■ Directions for this task ■
Find all lines in the records that include the word "ModelDecision", and copy them out.

[Saved entries]
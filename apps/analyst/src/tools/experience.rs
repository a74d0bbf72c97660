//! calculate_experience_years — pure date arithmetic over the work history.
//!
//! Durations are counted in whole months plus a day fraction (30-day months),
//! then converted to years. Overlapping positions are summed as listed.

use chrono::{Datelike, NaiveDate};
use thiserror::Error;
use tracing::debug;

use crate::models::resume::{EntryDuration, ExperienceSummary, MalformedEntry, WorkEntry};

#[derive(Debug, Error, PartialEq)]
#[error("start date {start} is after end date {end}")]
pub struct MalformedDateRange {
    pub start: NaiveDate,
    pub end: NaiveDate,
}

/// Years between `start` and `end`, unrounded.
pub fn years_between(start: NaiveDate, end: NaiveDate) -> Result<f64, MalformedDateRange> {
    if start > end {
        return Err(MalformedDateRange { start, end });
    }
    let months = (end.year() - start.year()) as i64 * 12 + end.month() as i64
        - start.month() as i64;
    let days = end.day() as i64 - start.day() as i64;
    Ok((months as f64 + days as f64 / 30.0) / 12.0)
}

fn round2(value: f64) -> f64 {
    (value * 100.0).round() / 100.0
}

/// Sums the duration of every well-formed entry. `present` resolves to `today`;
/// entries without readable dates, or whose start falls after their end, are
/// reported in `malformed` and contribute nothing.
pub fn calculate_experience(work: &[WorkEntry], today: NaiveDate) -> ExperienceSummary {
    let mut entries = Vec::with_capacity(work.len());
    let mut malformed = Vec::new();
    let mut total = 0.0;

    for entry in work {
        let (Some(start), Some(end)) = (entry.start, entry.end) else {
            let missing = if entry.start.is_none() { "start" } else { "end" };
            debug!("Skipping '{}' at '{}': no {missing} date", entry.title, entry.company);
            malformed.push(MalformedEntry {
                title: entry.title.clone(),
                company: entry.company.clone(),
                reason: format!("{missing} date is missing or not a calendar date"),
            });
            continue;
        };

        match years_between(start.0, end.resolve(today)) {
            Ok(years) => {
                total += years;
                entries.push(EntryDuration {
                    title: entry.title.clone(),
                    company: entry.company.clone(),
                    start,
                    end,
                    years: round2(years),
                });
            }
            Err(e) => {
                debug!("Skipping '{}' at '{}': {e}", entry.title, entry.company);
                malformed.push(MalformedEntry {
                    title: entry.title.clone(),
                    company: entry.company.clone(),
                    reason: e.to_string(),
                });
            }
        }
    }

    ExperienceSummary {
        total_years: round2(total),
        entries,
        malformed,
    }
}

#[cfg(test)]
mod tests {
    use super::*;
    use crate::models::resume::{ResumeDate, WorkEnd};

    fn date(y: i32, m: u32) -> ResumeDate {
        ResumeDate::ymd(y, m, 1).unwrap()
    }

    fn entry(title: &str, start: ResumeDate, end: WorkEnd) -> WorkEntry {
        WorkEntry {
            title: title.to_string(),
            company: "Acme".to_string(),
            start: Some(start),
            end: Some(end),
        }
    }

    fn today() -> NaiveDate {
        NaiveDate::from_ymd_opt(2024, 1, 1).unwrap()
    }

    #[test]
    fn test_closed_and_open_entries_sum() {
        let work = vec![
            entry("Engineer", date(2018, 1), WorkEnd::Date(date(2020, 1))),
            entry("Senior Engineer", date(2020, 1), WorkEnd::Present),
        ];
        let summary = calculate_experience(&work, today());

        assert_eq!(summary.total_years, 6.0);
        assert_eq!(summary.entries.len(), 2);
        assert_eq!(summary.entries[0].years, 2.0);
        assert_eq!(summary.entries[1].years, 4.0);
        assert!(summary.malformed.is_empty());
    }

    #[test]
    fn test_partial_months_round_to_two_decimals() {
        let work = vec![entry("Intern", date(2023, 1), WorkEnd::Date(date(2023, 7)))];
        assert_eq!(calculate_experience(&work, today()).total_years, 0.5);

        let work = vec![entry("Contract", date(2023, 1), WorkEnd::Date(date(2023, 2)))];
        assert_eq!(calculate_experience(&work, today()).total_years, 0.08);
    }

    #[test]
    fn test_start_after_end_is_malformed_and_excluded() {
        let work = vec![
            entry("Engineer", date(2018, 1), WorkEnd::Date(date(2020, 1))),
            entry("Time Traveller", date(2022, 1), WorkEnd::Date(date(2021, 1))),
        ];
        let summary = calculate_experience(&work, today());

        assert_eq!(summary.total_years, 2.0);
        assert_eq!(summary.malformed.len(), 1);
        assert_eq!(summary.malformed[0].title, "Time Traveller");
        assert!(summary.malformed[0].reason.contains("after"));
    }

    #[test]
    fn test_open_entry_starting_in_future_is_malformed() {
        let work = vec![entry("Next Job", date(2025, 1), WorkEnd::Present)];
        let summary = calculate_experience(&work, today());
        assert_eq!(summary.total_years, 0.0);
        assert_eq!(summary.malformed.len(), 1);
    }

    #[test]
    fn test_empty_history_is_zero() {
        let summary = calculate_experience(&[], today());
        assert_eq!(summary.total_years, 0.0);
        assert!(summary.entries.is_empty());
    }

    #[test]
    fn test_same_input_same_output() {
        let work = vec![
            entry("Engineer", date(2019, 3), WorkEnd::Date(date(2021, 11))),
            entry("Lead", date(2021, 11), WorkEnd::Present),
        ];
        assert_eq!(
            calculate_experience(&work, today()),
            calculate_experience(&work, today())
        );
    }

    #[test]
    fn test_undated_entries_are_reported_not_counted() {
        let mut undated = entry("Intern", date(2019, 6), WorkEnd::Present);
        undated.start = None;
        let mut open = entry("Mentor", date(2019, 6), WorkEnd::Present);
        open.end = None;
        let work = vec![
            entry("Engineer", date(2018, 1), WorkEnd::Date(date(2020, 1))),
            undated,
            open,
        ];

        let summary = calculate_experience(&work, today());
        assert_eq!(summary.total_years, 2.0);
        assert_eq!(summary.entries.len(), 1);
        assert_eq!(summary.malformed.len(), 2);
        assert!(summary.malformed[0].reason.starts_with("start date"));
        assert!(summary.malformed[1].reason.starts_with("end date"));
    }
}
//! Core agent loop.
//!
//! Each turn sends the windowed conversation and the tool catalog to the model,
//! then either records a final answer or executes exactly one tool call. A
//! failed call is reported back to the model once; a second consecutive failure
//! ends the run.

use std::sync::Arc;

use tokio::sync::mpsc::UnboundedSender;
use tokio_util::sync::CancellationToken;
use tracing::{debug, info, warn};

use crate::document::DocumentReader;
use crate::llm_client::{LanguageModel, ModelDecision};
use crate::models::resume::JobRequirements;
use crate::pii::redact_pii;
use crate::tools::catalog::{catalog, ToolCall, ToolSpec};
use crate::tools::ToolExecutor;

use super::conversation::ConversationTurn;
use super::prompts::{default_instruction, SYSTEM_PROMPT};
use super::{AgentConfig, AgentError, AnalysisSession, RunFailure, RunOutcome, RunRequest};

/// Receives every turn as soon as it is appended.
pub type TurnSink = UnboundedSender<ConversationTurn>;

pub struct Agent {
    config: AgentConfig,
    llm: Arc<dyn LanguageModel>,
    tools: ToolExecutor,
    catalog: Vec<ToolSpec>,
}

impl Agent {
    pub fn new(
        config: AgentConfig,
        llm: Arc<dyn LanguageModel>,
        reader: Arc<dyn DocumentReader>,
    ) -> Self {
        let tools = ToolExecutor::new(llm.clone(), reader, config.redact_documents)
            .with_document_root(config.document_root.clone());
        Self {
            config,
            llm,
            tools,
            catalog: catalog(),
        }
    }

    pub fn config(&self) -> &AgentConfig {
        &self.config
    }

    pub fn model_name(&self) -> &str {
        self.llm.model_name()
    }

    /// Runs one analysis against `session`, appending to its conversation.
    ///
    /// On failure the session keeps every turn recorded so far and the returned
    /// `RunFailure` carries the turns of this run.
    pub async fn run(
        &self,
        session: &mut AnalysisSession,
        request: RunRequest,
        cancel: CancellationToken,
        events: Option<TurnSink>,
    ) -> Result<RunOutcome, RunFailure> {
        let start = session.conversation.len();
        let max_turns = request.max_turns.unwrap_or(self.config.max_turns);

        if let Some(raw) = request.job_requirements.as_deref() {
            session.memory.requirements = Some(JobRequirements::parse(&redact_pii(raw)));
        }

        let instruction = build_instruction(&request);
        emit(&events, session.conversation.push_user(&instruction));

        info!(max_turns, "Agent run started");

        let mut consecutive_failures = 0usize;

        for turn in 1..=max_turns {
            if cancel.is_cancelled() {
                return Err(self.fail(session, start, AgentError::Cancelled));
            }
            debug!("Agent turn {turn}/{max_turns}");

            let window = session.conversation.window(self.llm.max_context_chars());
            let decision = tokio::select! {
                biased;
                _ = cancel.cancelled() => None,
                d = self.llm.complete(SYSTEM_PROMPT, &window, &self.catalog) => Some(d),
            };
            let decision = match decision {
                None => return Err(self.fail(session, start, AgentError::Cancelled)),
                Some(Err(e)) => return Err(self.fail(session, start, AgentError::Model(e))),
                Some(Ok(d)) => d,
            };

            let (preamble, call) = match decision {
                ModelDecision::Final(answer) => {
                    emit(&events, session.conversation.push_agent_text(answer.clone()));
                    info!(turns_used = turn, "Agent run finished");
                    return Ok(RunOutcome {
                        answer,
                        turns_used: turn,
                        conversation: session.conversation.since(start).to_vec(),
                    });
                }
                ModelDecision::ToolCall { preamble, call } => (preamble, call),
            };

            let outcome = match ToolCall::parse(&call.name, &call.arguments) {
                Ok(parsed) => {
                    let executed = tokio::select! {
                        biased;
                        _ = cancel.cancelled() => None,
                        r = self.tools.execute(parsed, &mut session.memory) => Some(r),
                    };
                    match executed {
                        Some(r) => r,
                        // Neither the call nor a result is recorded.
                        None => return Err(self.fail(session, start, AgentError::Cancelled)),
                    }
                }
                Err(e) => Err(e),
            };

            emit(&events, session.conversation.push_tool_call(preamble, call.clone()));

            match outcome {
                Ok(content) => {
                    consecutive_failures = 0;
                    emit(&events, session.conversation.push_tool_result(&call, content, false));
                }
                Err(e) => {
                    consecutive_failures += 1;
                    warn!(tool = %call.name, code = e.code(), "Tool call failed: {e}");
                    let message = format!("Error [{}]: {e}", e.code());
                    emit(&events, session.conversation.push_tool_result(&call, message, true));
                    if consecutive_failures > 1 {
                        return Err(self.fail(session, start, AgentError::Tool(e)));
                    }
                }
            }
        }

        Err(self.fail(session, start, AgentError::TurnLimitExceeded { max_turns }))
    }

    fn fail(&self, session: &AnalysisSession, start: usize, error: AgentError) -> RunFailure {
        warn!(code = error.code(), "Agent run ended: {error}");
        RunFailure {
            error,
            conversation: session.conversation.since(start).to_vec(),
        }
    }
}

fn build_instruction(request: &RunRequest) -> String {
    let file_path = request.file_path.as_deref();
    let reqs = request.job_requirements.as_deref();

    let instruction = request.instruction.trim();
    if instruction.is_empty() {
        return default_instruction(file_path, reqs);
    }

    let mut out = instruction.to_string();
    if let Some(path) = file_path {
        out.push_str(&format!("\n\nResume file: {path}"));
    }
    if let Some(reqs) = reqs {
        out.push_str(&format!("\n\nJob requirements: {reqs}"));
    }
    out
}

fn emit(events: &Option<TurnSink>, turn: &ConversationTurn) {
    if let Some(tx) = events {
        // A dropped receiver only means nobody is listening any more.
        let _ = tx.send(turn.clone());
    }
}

■ Answer for this exercise ■
use crate::llm_client::{LanguageModel, ModelDecision};
                ModelDecision::Final(answer) => {
                ModelDecision::ToolCall { preamble, call } => (preamble, call),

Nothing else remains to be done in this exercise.